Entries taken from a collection
————————

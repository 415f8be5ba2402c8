//! Error types for inventory operations.

use thiserror::Error;

use stockbook_core::ProductId;

use crate::storage::StorageError;

/// Errors that can occur during inventory operations.
#[derive(Debug, Error)]
pub enum InventoryError {
    /// No product exists with the given ID.
    #[error("product {id} not found")]
    ProductNotFound {
        /// The ID that matched nothing.
        id: ProductId,
    },

    /// A stock-out would take the product's stock below zero.
    #[error("insufficient stock for product {id}: requested {requested}, available {available}")]
    InsufficientStock {
        /// Product being adjusted.
        id: ProductId,
        /// Units the adjustment asked to remove.
        requested: u32,
        /// Units actually on hand.
        available: u32,
    },

    /// A stock-in would overflow the stock counter.
    #[error("stock for product {id} would overflow")]
    StockOverflow {
        /// Product being adjusted.
        id: ProductId,
    },

    /// A collection could not be serialized for persistence.
    #[error("failed to encode record {key}: {source}")]
    Encode {
        /// Record key being written.
        key: &'static str,
        /// Underlying serialization error.
        #[source]
        source: serde_json::Error,
    },

    /// The storage backend failed. The mutation was not applied.
    #[error("storage error: {0}")]
    Storage(#[from] StorageError),
}
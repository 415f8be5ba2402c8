//! Stockbook Core - Shared types library.
//!
//! This crate provides common types used across all Stockbook components:
//! - `inventory` - Inventory store, transaction engine, and metrics
//! - `integration-tests` - End-to-end test flows
//!
//! # Architecture
//!
//! The core crate contains only types - no I/O, no storage access. This
//! keeps it lightweight and allows it to be used anywhere.
//!
//! # Modules
//!
//! - [`types`] - Newtype wrappers for type-safe IDs, quantities, prices,
//!   and transaction directions

#![cfg_attr(not(test), forbid(unsafe_code))]

pub mod types;

pub use types::*;
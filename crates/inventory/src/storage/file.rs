//! File-backed storage: one JSON file per record key.

use std::fs;
use std::io;
use std::path::PathBuf;

use tracing::debug;

use super::{StorageBackend, StorageError};

/// Stores each record as `<data_dir>/<key>.json`.
///
/// Writes land in a sibling temp file and are renamed into place, so an
/// interrupted write never truncates the previous record.
#[derive(Debug)]
pub struct FileStore {
    data_dir: PathBuf,
}

impl FileStore {
    /// Open a file store rooted at `data_dir`, creating the directory if
    /// it does not exist.
    ///
    /// # Errors
    ///
    /// Returns [`StorageError::Directory`] if the directory cannot be
    /// created.
    pub fn open(data_dir: impl Into<PathBuf>) -> Result<Self, StorageError> {
        let data_dir = data_dir.into();
        fs::create_dir_all(&data_dir).map_err(|source| StorageError::Directory {
            path: data_dir.display().to_string(),
            source,
        })?;
        Ok(Self { data_dir })
    }

    fn record_path(&self, key: &str) -> PathBuf {
        self.data_dir.join(format!("{key}.json"))
    }
}

impl StorageBackend for FileStore {
    fn get(&self, key: &str) -> Result<Option<Vec<u8>>, StorageError> {
        match fs::read(self.record_path(key)) {
            Ok(bytes) => Ok(Some(bytes)),
            Err(e) if e.kind() == io::ErrorKind::NotFound => Ok(None),
            Err(source) => Err(StorageError::Read {
                key: key.to_string(),
                source,
            }),
        }
    }

    fn set(&mut self, key: &str, bytes: &[u8]) -> Result<(), StorageError> {
        let tmp = self.data_dir.join(format!("{key}.json.tmp"));
        fs::write(&tmp, bytes)
            .and_then(|()| fs::rename(&tmp, self.record_path(key)))
            .map_err(|source| StorageError::Write {
                key: key.to_string(),
                source,
            })?;
        debug!(key, bytes = bytes.len(), "wrote record");
        Ok(())
    }
}
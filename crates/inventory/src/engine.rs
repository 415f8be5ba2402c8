//! Stock adjustment: the one write path that touches both collections.

use tracing::info;

use stockbook_core::Direction;

use crate::error::InventoryError;
use crate::models::{StockAdjustment, StockMovement, StockTransaction};
use crate::storage::StorageBackend;
use crate::store::InventoryStore;

impl<S: StorageBackend> InventoryStore<S> {
    /// Apply a stock adjustment.
    ///
    /// Recomputes the product's stock and appends exactly one transaction
    /// carrying a snapshot of the product name; both collections are
    /// persisted together. When the product is missing or the adjustment
    /// is invalid, nothing is recorded and nothing is mutated.
    ///
    /// Stock never goes negative: a stock-out larger than the available
    /// stock is rejected here at the mutation layer instead of being left
    /// to caller-side form validation.
    ///
    /// # Errors
    ///
    /// - [`InventoryError::ProductNotFound`] if `product_id` matches no
    ///   product.
    /// - [`InventoryError::InsufficientStock`] if an `out` adjustment
    ///   exceeds the available stock.
    /// - [`InventoryError::StockOverflow`] if an `in` adjustment would
    ///   overflow the stock counter.
    /// - [`InventoryError::Storage`] / [`InventoryError::Encode`] if
    ///   persisting either collection fails; in-memory state is left
    ///   unchanged.
    pub fn adjust_stock(
        &mut self,
        adjustment: StockAdjustment,
    ) -> Result<StockMovement, InventoryError> {
        let StockAdjustment {
            product_id,
            quantity,
            direction,
            note,
        } = adjustment;

        let mut staged_products = self.products.clone();
        let Some(product) = staged_products.iter_mut().find(|p| p.id == product_id) else {
            return Err(InventoryError::ProductNotFound { id: product_id });
        };

        let new_stock = match direction {
            Direction::In => product
                .stock
                .checked_add(quantity.get())
                .ok_or(InventoryError::StockOverflow { id: product_id })?,
            Direction::Out => {
                product
                    .stock
                    .checked_sub(quantity.get())
                    .ok_or(InventoryError::InsufficientStock {
                        id: product_id,
                        requested: quantity.get(),
                        available: product.stock,
                    })?
            }
        };

        let transaction =
            StockTransaction::record(product_id, &product.name, direction, quantity, note);
        product.stock = new_stock;
        let updated = product.clone();

        let mut staged_transactions = self.transactions.clone();
        staged_transactions.push(transaction.clone());

        // Authoritative stock first, history append second.
        self.persist_products(&staged_products)?;
        self.persist_transactions(&staged_transactions)?;
        self.products = staged_products;
        self.transactions = staged_transactions;

        info!(
            product_id = %product_id,
            direction = %direction,
            quantity = %quantity,
            stock = updated.stock,
            "adjusted stock"
        );
        Ok(StockMovement {
            product: updated,
            transaction,
        })
    }
}
//! Core types for Stockbook.
//!
//! This module provides type-safe wrappers for common domain concepts.

pub mod direction;
pub mod id;
pub mod price;
pub mod quantity;

pub use direction::Direction;
pub use id::*;
pub use price::{Price, PriceError};
pub use quantity::{Quantity, QuantityError};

————————

> **Exercise directions**: Only the lines from the one containing "types for Stockbook." through the last line of the records above are to be reproduced, exactly and with both ends included.

> **Output for this exercise**:
//! Core types for Stockbook.
//!
//! This module provides type-safe wrappers for common domain concepts.

pub mod direction;
pub mod id;
pub mod price;
pub mod quantity;

pub use direction::Direction;
pub use id::*;
pub use price::{Price, PriceError};
pub use quantity::{Quantity, QuantityError};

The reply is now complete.